**Activity**
Take the records below from their first line to the line with "fn all_keys() ->", and restate those lines word for word.

** Raw data follows **

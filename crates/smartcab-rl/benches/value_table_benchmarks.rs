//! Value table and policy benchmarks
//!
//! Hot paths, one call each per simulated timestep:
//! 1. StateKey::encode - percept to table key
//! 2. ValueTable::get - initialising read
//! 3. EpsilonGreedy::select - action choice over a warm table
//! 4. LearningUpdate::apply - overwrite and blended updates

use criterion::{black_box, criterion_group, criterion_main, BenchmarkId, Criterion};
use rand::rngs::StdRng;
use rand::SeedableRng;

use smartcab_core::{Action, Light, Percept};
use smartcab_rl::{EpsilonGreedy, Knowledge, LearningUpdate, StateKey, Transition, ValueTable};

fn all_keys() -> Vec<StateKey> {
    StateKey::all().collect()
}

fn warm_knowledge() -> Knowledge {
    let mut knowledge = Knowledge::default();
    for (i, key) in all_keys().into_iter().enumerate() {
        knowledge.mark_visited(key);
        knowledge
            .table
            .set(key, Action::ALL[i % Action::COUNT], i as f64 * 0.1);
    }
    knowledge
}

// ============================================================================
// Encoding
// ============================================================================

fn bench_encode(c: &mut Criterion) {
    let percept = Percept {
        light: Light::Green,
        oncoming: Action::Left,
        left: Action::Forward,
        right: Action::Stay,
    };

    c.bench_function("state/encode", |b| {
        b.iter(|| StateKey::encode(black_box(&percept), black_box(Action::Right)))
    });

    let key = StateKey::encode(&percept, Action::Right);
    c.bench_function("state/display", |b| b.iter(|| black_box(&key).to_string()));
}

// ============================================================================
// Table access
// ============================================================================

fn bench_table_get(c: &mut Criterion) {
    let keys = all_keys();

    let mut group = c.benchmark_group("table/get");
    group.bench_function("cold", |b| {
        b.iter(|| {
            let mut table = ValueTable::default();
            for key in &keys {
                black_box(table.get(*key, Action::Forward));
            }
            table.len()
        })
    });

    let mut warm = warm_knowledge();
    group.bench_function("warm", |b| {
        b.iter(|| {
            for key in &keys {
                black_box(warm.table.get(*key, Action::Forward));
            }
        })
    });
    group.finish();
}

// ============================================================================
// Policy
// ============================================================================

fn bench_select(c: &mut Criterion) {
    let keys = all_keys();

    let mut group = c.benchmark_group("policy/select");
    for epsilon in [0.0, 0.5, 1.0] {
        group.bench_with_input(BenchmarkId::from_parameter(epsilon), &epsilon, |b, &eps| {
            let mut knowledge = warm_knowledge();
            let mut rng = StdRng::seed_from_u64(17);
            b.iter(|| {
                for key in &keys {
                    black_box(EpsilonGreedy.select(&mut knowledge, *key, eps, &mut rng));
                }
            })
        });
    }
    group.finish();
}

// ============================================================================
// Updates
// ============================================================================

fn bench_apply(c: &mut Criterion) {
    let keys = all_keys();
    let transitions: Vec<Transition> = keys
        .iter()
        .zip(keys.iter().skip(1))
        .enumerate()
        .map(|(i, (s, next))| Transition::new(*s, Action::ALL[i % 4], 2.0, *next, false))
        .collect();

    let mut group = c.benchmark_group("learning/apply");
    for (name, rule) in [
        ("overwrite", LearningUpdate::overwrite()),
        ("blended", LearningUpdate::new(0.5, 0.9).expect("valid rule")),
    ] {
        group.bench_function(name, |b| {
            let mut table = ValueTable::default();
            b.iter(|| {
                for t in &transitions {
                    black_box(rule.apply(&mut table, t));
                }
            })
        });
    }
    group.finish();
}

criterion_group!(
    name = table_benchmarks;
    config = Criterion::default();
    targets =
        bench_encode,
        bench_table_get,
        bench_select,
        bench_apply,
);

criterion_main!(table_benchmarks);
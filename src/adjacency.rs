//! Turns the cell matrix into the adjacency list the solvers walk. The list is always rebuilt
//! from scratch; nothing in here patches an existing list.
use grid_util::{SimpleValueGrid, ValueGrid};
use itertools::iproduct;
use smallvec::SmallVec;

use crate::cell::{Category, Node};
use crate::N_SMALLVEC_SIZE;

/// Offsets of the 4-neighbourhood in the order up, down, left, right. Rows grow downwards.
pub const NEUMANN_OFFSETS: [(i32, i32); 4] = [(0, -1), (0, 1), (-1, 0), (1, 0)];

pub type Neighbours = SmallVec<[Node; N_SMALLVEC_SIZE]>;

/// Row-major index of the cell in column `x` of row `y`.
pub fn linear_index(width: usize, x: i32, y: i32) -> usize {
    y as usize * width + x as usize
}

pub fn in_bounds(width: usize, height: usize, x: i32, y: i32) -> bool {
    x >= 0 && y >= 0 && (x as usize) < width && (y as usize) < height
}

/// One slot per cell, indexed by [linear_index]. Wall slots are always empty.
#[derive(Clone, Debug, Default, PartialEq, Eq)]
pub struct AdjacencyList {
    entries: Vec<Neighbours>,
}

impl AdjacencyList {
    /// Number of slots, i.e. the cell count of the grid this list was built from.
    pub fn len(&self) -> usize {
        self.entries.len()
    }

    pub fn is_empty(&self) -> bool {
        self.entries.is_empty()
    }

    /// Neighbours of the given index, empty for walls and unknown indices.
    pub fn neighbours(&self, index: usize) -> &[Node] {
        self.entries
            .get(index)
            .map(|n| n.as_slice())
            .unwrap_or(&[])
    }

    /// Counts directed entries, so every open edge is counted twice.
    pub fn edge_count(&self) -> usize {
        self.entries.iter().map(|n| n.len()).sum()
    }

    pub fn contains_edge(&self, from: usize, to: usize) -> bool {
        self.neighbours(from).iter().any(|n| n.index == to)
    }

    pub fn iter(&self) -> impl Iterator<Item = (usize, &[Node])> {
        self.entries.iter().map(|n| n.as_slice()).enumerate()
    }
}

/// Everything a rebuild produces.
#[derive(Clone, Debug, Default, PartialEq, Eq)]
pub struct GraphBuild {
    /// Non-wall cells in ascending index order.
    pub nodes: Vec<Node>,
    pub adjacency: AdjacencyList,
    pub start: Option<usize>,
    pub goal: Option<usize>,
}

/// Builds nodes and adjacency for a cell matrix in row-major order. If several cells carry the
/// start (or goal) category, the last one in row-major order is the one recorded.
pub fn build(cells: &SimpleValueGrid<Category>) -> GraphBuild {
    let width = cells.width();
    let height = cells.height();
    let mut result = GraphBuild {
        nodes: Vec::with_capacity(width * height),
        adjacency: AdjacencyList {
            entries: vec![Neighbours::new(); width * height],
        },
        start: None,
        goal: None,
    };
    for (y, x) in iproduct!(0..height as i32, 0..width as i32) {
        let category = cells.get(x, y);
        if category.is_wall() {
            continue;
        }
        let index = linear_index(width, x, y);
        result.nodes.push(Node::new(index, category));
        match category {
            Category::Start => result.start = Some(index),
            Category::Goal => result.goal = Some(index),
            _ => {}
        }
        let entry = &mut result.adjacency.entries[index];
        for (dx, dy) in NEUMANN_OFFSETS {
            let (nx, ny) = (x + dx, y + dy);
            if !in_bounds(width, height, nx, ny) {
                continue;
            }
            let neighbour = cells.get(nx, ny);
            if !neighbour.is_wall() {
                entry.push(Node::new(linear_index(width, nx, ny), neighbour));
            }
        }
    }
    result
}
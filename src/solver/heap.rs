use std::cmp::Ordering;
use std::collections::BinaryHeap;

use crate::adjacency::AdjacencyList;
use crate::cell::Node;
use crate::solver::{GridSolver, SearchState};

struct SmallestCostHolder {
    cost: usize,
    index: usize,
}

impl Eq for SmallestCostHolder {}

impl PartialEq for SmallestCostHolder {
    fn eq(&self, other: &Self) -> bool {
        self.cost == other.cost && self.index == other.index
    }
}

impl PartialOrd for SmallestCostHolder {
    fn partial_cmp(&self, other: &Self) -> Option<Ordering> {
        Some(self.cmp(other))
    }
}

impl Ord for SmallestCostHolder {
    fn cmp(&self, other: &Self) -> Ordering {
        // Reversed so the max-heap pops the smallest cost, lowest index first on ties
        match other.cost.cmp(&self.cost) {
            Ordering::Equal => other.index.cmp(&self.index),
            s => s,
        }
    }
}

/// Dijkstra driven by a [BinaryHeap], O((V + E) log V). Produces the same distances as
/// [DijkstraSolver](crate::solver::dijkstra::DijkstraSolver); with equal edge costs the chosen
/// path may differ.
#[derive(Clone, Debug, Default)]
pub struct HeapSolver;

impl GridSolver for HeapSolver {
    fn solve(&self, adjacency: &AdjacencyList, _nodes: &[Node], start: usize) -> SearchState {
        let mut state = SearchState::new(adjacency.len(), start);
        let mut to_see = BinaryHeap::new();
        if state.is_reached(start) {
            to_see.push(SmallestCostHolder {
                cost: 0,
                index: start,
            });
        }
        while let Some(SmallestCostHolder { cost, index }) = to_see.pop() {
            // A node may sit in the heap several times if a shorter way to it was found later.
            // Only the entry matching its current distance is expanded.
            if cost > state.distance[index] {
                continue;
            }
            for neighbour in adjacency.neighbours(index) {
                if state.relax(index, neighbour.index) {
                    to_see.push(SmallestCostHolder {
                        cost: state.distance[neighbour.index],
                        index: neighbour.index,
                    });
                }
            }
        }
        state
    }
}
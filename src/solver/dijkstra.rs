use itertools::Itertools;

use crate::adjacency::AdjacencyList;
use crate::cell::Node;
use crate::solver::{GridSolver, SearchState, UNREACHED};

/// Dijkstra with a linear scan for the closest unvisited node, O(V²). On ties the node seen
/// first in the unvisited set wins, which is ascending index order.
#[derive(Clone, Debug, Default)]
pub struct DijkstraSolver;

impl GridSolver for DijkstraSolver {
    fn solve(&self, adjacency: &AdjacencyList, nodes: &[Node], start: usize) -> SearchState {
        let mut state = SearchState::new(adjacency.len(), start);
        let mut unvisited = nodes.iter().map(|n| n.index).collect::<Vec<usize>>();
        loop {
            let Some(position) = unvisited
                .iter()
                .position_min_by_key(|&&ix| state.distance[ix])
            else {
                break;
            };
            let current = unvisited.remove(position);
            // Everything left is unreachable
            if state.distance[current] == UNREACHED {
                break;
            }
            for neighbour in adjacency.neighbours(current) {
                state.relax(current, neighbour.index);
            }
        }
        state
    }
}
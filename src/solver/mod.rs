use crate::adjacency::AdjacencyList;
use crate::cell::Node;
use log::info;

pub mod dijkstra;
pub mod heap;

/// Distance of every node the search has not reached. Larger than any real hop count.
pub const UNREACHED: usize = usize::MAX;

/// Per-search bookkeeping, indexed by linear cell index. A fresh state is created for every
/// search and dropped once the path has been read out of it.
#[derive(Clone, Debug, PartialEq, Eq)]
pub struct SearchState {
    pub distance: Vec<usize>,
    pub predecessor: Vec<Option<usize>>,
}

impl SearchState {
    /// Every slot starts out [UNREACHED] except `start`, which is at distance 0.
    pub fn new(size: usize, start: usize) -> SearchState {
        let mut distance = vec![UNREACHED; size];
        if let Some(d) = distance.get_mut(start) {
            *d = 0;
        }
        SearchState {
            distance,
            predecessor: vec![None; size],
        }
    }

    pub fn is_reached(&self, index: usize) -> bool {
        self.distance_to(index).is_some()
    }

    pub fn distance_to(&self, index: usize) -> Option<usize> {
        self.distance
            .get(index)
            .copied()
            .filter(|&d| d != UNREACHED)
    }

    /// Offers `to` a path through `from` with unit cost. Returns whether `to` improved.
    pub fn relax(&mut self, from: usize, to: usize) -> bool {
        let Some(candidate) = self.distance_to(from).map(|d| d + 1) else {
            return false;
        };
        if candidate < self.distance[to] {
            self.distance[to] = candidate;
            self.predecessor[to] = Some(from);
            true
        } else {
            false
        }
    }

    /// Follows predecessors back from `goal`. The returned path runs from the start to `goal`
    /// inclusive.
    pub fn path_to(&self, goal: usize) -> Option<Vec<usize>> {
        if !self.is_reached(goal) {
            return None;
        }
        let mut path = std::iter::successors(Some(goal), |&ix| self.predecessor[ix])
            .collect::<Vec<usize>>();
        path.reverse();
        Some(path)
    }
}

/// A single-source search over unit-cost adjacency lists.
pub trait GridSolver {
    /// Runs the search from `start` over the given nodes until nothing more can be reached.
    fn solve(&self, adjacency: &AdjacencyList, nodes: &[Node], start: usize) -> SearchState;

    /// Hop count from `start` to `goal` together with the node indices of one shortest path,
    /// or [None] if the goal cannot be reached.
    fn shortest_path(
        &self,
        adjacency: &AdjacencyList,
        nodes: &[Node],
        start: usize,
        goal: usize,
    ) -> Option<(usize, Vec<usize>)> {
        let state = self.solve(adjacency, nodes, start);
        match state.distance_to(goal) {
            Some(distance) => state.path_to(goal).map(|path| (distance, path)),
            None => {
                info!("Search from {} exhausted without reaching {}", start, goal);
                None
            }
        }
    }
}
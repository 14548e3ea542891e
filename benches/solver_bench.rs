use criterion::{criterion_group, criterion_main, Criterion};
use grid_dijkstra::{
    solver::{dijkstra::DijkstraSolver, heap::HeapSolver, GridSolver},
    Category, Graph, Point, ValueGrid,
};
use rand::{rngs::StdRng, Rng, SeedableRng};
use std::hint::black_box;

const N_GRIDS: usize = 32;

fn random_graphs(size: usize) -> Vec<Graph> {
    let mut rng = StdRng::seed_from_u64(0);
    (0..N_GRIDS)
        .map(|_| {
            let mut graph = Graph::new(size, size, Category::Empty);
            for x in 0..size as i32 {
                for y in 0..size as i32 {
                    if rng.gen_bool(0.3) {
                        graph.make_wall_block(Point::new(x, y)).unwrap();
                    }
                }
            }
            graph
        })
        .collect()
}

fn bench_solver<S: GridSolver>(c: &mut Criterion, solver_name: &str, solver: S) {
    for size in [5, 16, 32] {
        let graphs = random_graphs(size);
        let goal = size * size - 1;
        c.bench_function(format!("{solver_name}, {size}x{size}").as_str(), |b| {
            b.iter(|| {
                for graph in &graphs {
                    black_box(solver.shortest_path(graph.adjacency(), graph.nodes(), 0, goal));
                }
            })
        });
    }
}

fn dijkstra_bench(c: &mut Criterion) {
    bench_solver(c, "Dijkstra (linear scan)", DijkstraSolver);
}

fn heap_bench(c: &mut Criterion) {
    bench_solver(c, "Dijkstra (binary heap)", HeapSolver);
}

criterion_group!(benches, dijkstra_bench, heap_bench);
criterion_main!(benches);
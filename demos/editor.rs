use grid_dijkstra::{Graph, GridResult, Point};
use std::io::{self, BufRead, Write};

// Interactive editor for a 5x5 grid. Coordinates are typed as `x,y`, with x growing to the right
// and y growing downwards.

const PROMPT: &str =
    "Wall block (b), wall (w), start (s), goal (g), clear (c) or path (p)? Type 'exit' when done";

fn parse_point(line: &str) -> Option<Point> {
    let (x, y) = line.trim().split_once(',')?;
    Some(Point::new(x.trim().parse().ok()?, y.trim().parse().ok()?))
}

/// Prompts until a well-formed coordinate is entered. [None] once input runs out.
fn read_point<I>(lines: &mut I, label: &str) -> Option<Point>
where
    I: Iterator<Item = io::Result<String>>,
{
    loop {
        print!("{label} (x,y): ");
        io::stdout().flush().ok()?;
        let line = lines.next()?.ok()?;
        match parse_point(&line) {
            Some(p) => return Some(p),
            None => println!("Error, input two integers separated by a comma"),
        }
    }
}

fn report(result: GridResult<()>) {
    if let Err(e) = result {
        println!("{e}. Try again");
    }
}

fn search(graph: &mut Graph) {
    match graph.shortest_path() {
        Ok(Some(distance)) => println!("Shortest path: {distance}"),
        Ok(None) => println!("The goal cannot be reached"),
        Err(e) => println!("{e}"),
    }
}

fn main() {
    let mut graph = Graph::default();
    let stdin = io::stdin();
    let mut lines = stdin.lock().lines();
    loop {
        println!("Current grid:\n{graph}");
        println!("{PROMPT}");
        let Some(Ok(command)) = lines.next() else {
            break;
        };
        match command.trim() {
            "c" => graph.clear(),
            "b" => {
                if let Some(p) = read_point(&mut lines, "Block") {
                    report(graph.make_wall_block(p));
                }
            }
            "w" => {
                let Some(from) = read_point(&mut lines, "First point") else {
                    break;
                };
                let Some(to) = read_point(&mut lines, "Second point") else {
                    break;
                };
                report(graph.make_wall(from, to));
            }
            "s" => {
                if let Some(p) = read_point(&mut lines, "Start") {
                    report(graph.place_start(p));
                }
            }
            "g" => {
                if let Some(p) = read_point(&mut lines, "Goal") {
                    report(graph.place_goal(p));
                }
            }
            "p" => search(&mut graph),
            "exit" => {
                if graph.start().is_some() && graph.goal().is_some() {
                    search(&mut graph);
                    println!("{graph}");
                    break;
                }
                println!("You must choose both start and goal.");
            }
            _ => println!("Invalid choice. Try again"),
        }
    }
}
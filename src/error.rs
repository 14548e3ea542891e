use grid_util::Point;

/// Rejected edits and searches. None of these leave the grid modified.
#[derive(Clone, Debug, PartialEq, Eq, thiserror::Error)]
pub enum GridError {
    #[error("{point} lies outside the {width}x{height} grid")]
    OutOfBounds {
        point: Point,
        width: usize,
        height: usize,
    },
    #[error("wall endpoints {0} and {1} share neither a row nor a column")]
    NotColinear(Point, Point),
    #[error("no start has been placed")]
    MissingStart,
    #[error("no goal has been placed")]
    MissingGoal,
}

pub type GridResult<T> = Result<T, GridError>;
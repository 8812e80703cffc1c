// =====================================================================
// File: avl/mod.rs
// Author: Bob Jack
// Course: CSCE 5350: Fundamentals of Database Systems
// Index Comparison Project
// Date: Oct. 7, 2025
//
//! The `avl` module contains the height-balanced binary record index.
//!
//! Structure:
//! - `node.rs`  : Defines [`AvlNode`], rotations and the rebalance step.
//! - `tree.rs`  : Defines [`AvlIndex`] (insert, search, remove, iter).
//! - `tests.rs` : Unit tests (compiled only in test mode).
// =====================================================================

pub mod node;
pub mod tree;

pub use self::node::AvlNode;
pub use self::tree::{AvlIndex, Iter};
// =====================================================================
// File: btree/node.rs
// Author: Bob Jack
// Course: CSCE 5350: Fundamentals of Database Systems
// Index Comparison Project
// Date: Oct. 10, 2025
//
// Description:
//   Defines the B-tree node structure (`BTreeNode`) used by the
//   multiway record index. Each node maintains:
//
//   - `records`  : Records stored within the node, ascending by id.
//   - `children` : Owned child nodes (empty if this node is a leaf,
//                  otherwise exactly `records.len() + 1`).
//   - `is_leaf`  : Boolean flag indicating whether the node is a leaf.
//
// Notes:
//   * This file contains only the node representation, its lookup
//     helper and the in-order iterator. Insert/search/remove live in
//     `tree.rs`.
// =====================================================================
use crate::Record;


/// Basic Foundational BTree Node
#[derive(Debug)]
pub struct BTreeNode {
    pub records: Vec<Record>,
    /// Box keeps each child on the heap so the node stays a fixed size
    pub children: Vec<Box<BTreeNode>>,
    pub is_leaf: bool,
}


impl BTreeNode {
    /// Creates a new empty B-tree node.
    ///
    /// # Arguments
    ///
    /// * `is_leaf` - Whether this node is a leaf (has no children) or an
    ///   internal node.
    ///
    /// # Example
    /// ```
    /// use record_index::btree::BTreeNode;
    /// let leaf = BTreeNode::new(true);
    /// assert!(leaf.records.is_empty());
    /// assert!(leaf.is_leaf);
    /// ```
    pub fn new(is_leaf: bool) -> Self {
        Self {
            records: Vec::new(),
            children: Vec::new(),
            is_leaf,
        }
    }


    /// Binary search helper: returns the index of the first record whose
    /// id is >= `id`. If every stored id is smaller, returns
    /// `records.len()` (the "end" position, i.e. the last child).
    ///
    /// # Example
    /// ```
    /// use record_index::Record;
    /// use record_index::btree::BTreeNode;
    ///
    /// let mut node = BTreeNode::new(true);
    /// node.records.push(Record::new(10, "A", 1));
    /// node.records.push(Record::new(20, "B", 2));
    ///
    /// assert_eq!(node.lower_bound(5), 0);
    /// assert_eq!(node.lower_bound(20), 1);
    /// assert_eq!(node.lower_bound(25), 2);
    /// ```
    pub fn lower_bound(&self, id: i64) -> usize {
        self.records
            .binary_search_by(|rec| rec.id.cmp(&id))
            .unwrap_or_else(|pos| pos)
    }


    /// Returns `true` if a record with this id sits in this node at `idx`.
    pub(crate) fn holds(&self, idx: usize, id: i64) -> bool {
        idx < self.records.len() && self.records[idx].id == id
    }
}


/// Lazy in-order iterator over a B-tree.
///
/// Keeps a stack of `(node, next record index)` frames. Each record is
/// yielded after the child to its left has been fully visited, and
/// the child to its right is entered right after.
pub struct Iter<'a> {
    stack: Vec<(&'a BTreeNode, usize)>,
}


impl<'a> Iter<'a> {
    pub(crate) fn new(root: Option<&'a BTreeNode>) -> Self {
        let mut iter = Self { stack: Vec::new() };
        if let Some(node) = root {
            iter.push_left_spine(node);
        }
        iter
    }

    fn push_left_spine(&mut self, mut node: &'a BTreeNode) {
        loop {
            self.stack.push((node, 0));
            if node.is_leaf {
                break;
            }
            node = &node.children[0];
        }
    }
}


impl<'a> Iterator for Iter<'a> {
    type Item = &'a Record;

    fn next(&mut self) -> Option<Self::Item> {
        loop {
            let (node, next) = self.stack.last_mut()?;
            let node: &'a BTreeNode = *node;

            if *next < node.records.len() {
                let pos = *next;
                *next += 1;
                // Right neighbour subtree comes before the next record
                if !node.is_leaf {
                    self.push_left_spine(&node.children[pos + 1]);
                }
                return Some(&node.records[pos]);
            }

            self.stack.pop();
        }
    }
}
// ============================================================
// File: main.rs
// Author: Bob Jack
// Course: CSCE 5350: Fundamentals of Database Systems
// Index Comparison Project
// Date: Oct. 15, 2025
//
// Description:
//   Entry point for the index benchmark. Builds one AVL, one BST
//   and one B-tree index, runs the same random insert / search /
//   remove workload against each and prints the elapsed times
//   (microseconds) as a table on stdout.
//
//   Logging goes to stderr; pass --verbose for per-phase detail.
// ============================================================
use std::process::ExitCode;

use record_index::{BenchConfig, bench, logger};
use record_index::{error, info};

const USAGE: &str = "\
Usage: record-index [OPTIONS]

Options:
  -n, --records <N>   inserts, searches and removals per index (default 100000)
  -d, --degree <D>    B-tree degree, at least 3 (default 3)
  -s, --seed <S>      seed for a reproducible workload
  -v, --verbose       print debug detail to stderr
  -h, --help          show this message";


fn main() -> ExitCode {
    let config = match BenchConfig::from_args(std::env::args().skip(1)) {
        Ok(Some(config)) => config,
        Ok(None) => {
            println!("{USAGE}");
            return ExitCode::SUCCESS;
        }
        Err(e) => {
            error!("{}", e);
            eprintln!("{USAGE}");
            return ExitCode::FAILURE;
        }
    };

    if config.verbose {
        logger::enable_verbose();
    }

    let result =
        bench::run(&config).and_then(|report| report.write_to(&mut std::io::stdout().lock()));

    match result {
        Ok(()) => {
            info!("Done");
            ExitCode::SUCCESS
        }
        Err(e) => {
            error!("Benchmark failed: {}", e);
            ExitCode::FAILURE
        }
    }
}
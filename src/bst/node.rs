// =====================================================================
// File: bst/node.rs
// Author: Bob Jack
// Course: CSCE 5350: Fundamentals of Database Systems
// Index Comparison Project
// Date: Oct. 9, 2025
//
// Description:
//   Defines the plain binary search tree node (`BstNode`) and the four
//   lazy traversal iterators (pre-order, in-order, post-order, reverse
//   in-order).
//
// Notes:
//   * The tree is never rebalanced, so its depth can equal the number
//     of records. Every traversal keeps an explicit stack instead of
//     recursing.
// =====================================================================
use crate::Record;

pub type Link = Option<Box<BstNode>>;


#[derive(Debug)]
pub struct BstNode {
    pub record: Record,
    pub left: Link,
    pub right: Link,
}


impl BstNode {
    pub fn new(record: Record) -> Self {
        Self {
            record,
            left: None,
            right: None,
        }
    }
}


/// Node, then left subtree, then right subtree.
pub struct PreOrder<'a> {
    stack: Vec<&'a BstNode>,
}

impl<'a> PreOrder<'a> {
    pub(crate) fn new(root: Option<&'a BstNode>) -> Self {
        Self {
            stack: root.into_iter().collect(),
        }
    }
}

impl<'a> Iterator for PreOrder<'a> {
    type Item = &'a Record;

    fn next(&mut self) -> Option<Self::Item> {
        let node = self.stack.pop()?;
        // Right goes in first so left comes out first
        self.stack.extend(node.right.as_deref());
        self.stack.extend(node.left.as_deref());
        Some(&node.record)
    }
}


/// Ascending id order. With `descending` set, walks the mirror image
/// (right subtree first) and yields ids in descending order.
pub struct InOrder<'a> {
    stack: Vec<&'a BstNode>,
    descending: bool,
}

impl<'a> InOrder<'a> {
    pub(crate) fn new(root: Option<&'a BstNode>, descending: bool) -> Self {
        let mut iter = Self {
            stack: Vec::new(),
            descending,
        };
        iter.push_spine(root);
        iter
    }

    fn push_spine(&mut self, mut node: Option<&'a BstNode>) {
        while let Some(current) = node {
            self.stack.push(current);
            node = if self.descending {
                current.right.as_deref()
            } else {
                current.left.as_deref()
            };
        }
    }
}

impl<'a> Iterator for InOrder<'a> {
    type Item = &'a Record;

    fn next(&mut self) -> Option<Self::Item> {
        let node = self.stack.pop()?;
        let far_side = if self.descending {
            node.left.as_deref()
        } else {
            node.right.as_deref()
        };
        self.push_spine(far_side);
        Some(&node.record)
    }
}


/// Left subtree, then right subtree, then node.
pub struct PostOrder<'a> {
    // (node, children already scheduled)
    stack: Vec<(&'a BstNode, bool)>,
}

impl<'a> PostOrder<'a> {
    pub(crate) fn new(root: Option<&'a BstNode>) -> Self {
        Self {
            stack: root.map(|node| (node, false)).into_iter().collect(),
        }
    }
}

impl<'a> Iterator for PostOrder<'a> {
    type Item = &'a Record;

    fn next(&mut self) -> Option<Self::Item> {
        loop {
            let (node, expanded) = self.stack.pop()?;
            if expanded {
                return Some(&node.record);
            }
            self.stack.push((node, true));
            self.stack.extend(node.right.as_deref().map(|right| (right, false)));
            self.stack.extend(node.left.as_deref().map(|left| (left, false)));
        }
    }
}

** End of Raw data **

**Exercise result**
filename crates/smartcab-rl/benches/value_table_benchmarks.rs
//! Value table and policy benchmarks
//!
//! Hot paths, one call each per simulated timestep:
//! 1. StateKey::encode - percept to table key
//! 2. ValueTable::get - initialising read
//! 3. EpsilonGreedy::select - action choice over a warm table
//! 4. LearningUpdate::apply - overwrite and blended updates

use criterion::{black_box, criterion_group, criterion_main, BenchmarkId, Criterion};
use rand::rngs::StdRng;
use rand::SeedableRng;

use smartcab_core::{Action, Light, Percept};
use smartcab_rl::{EpsilonGreedy, Knowledge, LearningUpdate, StateKey, Transition, ValueTable};

fn all_keys() -> Vec<StateKey> {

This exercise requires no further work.